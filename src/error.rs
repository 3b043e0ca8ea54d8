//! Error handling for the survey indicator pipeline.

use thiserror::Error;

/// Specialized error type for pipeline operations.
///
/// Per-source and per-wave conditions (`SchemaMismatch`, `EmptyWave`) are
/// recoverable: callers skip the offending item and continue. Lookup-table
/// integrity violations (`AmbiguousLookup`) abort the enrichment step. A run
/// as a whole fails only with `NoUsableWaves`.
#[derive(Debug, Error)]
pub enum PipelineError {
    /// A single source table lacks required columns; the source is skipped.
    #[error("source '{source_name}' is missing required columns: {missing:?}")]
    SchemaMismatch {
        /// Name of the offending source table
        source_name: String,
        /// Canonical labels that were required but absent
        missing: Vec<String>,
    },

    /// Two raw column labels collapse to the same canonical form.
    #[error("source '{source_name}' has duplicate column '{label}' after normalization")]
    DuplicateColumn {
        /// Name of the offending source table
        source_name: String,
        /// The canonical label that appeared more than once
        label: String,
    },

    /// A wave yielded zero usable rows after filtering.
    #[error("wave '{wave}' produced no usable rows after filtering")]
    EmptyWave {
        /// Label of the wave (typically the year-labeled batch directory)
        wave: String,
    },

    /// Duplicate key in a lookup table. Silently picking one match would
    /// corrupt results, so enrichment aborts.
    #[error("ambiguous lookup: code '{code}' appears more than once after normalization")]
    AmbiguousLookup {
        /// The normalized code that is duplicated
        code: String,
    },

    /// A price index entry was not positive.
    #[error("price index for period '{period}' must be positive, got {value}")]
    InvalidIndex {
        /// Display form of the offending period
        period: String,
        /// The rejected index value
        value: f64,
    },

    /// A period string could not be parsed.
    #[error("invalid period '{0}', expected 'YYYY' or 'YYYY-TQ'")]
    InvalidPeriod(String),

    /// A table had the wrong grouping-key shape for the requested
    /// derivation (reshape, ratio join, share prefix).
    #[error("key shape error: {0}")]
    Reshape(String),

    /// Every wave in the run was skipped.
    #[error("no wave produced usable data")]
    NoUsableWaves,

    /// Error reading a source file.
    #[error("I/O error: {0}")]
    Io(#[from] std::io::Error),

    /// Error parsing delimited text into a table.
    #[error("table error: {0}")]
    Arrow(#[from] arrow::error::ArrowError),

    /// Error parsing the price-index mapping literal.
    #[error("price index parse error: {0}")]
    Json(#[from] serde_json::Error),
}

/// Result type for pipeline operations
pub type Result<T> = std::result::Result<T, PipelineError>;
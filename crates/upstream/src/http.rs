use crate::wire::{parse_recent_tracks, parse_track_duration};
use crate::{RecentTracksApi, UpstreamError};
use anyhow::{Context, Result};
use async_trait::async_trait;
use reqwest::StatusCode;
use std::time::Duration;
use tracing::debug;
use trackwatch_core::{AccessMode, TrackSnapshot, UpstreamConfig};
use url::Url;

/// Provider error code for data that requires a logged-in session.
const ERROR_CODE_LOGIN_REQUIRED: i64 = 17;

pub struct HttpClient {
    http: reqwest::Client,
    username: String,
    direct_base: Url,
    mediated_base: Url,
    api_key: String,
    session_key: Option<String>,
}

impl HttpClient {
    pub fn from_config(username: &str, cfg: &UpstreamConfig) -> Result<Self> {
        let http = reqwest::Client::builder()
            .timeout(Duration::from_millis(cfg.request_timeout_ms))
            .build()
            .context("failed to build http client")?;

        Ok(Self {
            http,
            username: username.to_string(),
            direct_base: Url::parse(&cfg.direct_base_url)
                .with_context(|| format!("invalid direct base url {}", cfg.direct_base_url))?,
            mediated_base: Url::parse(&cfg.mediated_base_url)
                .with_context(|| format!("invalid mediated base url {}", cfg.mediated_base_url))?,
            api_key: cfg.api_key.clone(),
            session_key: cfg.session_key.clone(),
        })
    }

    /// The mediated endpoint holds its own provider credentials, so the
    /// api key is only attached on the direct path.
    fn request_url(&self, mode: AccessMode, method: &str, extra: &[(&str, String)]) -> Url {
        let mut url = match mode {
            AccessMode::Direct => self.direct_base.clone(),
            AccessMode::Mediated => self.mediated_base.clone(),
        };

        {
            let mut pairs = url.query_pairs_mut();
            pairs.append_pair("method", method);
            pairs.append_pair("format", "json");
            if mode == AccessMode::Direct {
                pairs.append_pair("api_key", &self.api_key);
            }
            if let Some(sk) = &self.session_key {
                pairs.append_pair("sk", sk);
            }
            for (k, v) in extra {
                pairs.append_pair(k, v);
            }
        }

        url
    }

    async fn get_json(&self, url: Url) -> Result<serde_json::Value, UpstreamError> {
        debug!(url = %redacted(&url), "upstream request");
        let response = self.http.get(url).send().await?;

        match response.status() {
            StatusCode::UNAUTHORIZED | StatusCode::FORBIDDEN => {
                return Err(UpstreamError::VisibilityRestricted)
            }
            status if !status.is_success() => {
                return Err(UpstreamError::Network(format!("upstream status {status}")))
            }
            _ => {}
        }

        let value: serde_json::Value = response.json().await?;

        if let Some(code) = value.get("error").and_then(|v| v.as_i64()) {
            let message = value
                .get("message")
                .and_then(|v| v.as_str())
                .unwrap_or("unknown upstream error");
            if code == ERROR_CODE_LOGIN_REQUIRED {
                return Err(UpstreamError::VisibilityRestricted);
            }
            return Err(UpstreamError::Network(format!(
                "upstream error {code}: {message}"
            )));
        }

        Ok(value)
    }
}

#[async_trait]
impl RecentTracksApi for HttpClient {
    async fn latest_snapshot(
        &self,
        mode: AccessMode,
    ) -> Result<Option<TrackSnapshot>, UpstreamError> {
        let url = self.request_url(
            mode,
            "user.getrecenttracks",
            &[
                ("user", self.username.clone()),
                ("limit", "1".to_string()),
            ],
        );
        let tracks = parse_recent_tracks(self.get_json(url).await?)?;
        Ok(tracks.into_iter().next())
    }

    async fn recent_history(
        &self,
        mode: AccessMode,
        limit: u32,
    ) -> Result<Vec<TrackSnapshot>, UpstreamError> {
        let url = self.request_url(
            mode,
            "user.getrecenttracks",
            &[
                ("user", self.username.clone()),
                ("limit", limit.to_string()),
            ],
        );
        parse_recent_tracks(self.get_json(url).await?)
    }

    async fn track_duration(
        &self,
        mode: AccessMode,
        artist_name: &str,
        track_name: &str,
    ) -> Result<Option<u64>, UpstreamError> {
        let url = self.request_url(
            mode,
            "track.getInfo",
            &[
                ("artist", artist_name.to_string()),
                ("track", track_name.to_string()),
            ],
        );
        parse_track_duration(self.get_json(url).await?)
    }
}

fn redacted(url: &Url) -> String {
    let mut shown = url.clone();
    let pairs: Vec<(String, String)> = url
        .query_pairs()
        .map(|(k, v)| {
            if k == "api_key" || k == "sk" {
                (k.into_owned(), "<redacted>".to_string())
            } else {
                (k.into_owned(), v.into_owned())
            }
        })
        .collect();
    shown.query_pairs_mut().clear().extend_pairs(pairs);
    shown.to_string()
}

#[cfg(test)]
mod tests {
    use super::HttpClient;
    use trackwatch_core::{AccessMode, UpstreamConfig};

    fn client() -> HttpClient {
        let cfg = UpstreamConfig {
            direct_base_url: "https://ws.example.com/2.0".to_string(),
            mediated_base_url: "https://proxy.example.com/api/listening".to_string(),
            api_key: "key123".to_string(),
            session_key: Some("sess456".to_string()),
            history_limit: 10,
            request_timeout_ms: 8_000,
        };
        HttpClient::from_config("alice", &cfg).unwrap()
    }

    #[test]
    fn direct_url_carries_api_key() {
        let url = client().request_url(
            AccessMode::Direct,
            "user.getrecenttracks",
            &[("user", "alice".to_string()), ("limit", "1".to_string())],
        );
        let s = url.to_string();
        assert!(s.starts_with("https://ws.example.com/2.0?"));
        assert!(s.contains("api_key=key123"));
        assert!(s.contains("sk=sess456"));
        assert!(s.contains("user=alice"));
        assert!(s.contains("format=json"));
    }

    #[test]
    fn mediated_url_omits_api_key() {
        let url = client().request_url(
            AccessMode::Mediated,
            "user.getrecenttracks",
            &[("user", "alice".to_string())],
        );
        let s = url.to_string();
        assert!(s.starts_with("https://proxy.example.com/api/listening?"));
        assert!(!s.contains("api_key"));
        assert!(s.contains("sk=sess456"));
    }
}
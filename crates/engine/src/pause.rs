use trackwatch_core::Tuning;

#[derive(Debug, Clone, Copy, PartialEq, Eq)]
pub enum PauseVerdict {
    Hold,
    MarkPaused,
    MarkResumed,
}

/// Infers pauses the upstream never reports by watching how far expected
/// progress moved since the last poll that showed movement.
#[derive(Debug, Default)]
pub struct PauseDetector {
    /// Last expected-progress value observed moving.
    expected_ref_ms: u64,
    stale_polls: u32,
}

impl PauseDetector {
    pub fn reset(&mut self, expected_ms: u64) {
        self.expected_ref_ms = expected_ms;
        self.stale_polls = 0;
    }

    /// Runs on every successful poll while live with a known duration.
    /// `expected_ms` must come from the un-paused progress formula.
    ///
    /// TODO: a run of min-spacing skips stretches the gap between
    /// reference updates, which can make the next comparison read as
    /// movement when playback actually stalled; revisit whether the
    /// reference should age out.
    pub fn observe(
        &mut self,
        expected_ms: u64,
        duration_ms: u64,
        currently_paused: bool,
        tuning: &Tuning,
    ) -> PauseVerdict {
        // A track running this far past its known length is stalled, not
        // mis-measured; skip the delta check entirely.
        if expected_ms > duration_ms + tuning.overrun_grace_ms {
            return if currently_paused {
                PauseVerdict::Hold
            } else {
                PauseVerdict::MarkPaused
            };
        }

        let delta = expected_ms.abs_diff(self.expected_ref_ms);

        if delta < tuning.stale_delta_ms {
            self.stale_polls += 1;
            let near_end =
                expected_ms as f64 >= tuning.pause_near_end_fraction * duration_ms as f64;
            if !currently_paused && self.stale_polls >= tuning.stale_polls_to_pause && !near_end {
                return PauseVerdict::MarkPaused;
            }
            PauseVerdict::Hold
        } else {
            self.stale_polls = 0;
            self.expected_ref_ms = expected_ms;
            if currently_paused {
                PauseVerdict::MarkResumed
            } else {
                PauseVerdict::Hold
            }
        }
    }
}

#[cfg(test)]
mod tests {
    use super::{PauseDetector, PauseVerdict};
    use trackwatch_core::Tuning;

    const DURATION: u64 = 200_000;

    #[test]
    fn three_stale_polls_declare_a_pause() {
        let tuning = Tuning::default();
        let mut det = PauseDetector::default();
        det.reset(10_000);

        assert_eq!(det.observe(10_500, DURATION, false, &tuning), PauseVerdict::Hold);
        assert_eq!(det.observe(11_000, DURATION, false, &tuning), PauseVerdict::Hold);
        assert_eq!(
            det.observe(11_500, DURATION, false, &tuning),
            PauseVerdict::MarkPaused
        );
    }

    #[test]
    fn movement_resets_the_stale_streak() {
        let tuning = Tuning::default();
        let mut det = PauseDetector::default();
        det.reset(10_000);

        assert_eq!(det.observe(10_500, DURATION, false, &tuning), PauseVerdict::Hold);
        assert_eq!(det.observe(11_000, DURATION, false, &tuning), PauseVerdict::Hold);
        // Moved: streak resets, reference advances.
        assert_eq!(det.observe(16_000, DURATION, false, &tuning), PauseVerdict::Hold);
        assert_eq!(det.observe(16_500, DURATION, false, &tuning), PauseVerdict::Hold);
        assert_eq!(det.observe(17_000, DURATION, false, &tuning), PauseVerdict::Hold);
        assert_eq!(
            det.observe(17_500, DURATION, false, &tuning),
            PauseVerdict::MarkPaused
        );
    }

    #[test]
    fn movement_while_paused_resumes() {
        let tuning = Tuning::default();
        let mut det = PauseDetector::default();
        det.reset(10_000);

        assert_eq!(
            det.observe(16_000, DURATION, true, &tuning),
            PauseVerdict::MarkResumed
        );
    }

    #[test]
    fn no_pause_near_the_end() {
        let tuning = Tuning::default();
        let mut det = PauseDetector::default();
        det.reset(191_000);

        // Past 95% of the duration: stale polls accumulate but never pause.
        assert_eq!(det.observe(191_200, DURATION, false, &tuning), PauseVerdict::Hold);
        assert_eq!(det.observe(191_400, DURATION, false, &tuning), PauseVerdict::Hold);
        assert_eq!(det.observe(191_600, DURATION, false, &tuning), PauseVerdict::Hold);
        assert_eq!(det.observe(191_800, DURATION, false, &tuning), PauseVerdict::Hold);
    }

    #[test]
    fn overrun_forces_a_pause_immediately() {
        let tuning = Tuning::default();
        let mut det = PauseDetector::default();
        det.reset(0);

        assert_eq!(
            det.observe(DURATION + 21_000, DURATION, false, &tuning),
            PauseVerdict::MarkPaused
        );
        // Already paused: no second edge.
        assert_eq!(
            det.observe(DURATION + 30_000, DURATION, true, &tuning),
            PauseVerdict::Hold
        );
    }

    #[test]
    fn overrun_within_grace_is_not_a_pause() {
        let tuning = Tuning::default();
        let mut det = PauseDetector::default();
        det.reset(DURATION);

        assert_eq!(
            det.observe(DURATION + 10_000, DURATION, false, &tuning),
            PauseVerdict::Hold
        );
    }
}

Problem description: Reproduce only this range: the first line of the data above through the line with "is missing required", both included, exactly as written.

Answer section:
filename src/error.rs
repository 3b043e0ca8ea54d8
//! Error handling for the survey indicator pipeline.

use thiserror::Error;

/// Specialized error type for pipeline operations.
///
/// Per-source and per-wave conditions (`SchemaMismatch`, `EmptyWave`) are
/// recoverable: callers skip the offending item and continue. Lookup-table
/// integrity violations (`AmbiguousLookup`) abort the enrichment step. A run
/// as a whole fails only with `NoUsableWaves`.
#[derive(Debug, Error)]
pub enum PipelineError {
    /// A single source table lacks required columns; the source is skipped.
    #[error("source '{source_name}' is missing required columns: {missing:?}")]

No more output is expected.